WORK TO BE COMPLETED –
Write out an exact copy of the line with "async fn test_start_watcher_fails_for_missing_file()" and of each line after it, through the end of the records below.

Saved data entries
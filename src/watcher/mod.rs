pub mod event;

use std::path::Path;
use std::sync::mpsc::{Receiver, RecvTimeoutError};
use std::time::{Duration, Instant};

use anyhow::{Context, bail};
use notify::event::ModifyKind;
use notify::{EventKind, RecommendedWatcher, RecursiveMode, Watcher};
use tokio::sync::mpsc as tokio_mpsc;
use tokio::task::JoinHandle;
use tracing::{debug, warn};

use event::WatchEvent;

/// Handle to a running watcher. Dropping it stops watching.
pub struct WatcherHandle {
    /// Keep alive: dropping the watcher stops the OS watch.
    _watcher: RecommendedWatcher,
    /// Forwards events from the notify thread into the tokio channel.
    _bridge_task: JoinHandle<()>,
}

/// Check that `command_file` exists and is a regular file.
///
/// Run before the watcher starts so a missing command file stops the process
/// at startup instead of failing on the first event.
pub fn ensure_watchable(command_file: &Path) -> anyhow::Result<()> {
    let meta = std::fs::metadata(command_file)
        .with_context(|| format!("cannot watch command file {}", command_file.display()))?;
    if !meta.is_file() {
        bail!("command file {} is not a regular file", command_file.display());
    }
    Ok(())
}

/// Start watching a single command file.
///
/// Raw notify events are classified by kind before anything else, so opening
/// or reading the file (including the dispatcher's own reads) never counts as
/// a change. With `debounce` unset every content change is forwarded. With a
/// window set, all changes arriving within one window of the first are merged
/// into a single `Changed`.
///
/// Returns a `WatcherHandle` (must be kept alive) and a tokio mpsc receiver
/// of classified `WatchEvent`s.
pub fn start_watcher(
    command_file: &Path,
    debounce: Option<Duration>,
) -> anyhow::Result<(WatcherHandle, tokio_mpsc::Receiver<WatchEvent>)> {
    ensure_watchable(command_file)?;

    let (std_tx, std_rx) = std::sync::mpsc::channel::<notify::Result<notify::Event>>();

    let mut watcher = notify::recommended_watcher(move |res: notify::Result<notify::Event>| {
        let _ = std_tx.send(res);
    })?;
    watcher.watch(command_file, RecursiveMode::NonRecursive)?;

    let (tokio_tx, tokio_rx) = tokio_mpsc::channel::<WatchEvent>(256);

    let target = command_file.to_path_buf();
    let bridge_task = tokio::task::spawn_blocking(move || {
        forward_events(&std_rx, &target, debounce, |event| {
            tokio_tx.blocking_send(event).is_ok()
        });
    });

    Ok((
        WatcherHandle {
            _watcher: watcher,
            _bridge_task: bridge_task,
        },
        tokio_rx,
    ))
}

/// Drain raw events from `rx`, classify them, and hand them to `emit`.
///
/// Returns when the notify side hangs up or `emit` reports the receiver is
/// gone. A pending debounced change is flushed before `Gone` so ordering is
/// kept, and before returning on hang-up.
fn forward_events(
    rx: &Receiver<notify::Result<notify::Event>>,
    target: &Path,
    debounce: Option<Duration>,
    mut emit: impl FnMut(WatchEvent) -> bool,
) {
    let mut due: Option<Instant> = None;

    loop {
        let received = match due {
            Some(deadline) => {
                match rx.recv_timeout(deadline.saturating_duration_since(Instant::now())) {
                    Ok(res) => Some(res),
                    Err(RecvTimeoutError::Timeout) => None,
                    Err(RecvTimeoutError::Disconnected) => {
                        emit(WatchEvent::Changed(target.to_path_buf()));
                        return;
                    }
                }
            }
            None => match rx.recv() {
                Ok(res) => Some(res),
                Err(_) => return,
            },
        };

        let Some(res) = received else {
            // Window elapsed.
            due = None;
            if !emit(WatchEvent::Changed(target.to_path_buf())) {
                return;
            }
            continue;
        };

        let event = match res {
            Ok(event) => event,
            Err(err) => {
                warn!(target: "watcher", "error: {err:?}");
                continue;
            }
        };

        let delivered = match classify_kind(&event.kind, target) {
            None => true,
            Some(WatchEvent::Changed(_)) if debounce.is_some() => {
                if due.is_none() {
                    due = debounce.map(|window| Instant::now() + window);
                }
                true
            }
            Some(gone @ WatchEvent::Gone(_)) if due.is_some() => {
                due = None;
                emit(WatchEvent::Changed(target.to_path_buf())) && emit(gone)
            }
            Some(watch_event) => emit(watch_event),
        };
        if !delivered {
            return; // receiver dropped, shutdown
        }
    }
}

/// Classify a raw notify event kind for the watched file.
///
/// Only data modifications count as a change. Access and metadata events are
/// ignored; renames and removals of the watched file itself become `Gone`.
fn classify_kind(kind: &EventKind, target: &Path) -> Option<WatchEvent> {
    match kind {
        EventKind::Modify(ModifyKind::Data(_)) | EventKind::Modify(ModifyKind::Any) => {
            Some(WatchEvent::Changed(target.to_path_buf()))
        }
        EventKind::Modify(ModifyKind::Name(_)) | EventKind::Remove(_) => {
            Some(WatchEvent::Gone(target.to_path_buf()))
        }
        other => {
            debug!(target: "watcher", "ignoring {other:?}");
            None
        }
    }
}

#[cfg(test)]
mod tests {
    use super::*;
    use notify::event::{AccessKind, AccessMode, DataChange, MetadataKind, RemoveKind, RenameMode};
    use std::fs;
    use std::path::PathBuf;
    use std::sync::mpsc::channel;

    fn raw(kind: EventKind) -> notify::Result<notify::Event> {
        Ok(notify::Event::new(kind))
    }

    fn data_change() -> EventKind {
        EventKind::Modify(ModifyKind::Data(DataChange::Content))
    }

    /// Feed `events` through the bridge and collect what it emits.
    fn forwarded(
        events: Vec<notify::Result<notify::Event>>,
        debounce: Option<Duration>,
    ) -> Vec<WatchEvent> {
        let (tx, rx) = channel();
        for event in events {
            tx.send(event).unwrap();
        }
        drop(tx);

        let mut out = Vec::new();
        forward_events(&rx, Path::new("/tmp/command.txt"), debounce, |event| {
            out.push(event);
            true
        });
        out
    }

    #[test]
    fn test_classify_data_change_is_changed() {
        let target = Path::new("/tmp/command.txt");
        assert_eq!(
            classify_kind(&data_change(), target),
            Some(WatchEvent::Changed(target.to_path_buf()))
        );
        assert_eq!(
            classify_kind(&EventKind::Modify(ModifyKind::Any), target),
            Some(WatchEvent::Changed(target.to_path_buf()))
        );
    }

    #[test]
    fn test_classify_rename_and_remove_are_gone() {
        let target = Path::new("/tmp/command.txt");
        assert_eq!(
            classify_kind(&EventKind::Modify(ModifyKind::Name(RenameMode::From)), target),
            Some(WatchEvent::Gone(target.to_path_buf()))
        );
        assert_eq!(
            classify_kind(&EventKind::Remove(RemoveKind::File), target),
            Some(WatchEvent::Gone(target.to_path_buf()))
        );
    }

    #[test]
    fn test_classify_ignores_access_and_metadata() {
        let target = Path::new("/tmp/command.txt");
        assert_eq!(
            classify_kind(&EventKind::Access(AccessKind::Read), target),
            None
        );
        assert_eq!(
            classify_kind(&EventKind::Access(AccessKind::Open(AccessMode::Any)), target),
            None
        );
        assert_eq!(
            classify_kind(
                &EventKind::Modify(ModifyKind::Metadata(MetadataKind::Permissions)),
                target
            ),
            None
        );
    }

    #[test]
    fn test_forward_without_debounce_passes_every_change() {
        let out = forwarded(
            vec![
                raw(data_change()),
                raw(EventKind::Access(AccessKind::Open(AccessMode::Any))),
                raw(data_change()),
            ],
            None,
        );
        assert_eq!(out.len(), 2, "got {out:?}");
        assert!(out.iter().all(|e| matches!(e, WatchEvent::Changed(_))));
    }

    #[test]
    fn test_forward_debounced_merges_burst_into_one_change() {
        let out = forwarded(
            vec![
                raw(data_change()),
                raw(data_change()),
                raw(EventKind::Modify(ModifyKind::Any)),
            ],
            Some(Duration::from_millis(50)),
        );
        assert_eq!(out, vec![WatchEvent::Changed(PathBuf::from("/tmp/command.txt"))]);
    }

    #[test]
    fn test_forward_debounced_ignores_reads_of_the_command_file() {
        // Reading the file (open, read, close) must not schedule a dispatch.
        let out = forwarded(
            vec![
                raw(EventKind::Access(AccessKind::Open(AccessMode::Any))),
                raw(EventKind::Access(AccessKind::Read)),
                raw(EventKind::Access(AccessKind::Close(AccessMode::Read))),
                raw(EventKind::Modify(ModifyKind::Metadata(MetadataKind::Any))),
            ],
            Some(Duration::from_millis(50)),
        );
        assert!(out.is_empty(), "got {out:?}");
    }

    #[test]
    fn test_forward_debounced_flushes_change_before_gone() {
        let out = forwarded(
            vec![raw(data_change()), raw(EventKind::Remove(RemoveKind::File))],
            Some(Duration::from_millis(50)),
        );
        let target = PathBuf::from("/tmp/command.txt");
        assert_eq!(
            out,
            vec![WatchEvent::Changed(target.clone()), WatchEvent::Gone(target)]
        );
    }

    #[test]
    fn test_forward_debounced_emits_after_window_elapses() {
        let (tx, rx) = channel();
        tx.send(raw(data_change())).unwrap();

        let mut out = Vec::new();
        let handle = std::thread::spawn(move || {
            // Stays connected past the window, then hangs up.
            std::thread::sleep(Duration::from_millis(200));
            drop(tx);
        });
        forward_events(
            &rx,
            Path::new("/tmp/command.txt"),
            Some(Duration::from_millis(20)),
            |event| {
                out.push(event);
                true
            },
        );
        handle.join().unwrap();

        assert_eq!(out.len(), 1, "got {out:?}");
    }

    #[test]
    fn test_ensure_watchable_rejects_missing_and_directories() {
        let dir = tempfile::tempdir().unwrap();
        assert!(ensure_watchable(&dir.path().join("command.txt")).is_err());
        assert!(ensure_watchable(dir.path()).is_err());

        let file = dir.path().join("command.txt");
        fs::write(&file, "").unwrap();
        assert!(ensure_watchable(&file).is_ok());
    }

    #[tokio::test]
    async fn test_start_watcher_fails_for_missing_file() {
        let dir = tempfile::tempdir().unwrap();
        assert!(start_watcher(&dir.path().join("command.txt"), None).is_err());
    }
}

RESULT FOR THIS EXERCISE –
    async fn test_start_watcher_fails_for_missing_file() {
        let dir = tempfile::tempdir().unwrap();
        assert!(start_watcher(&dir.path().join("command.txt"), None).is_err());
    }
}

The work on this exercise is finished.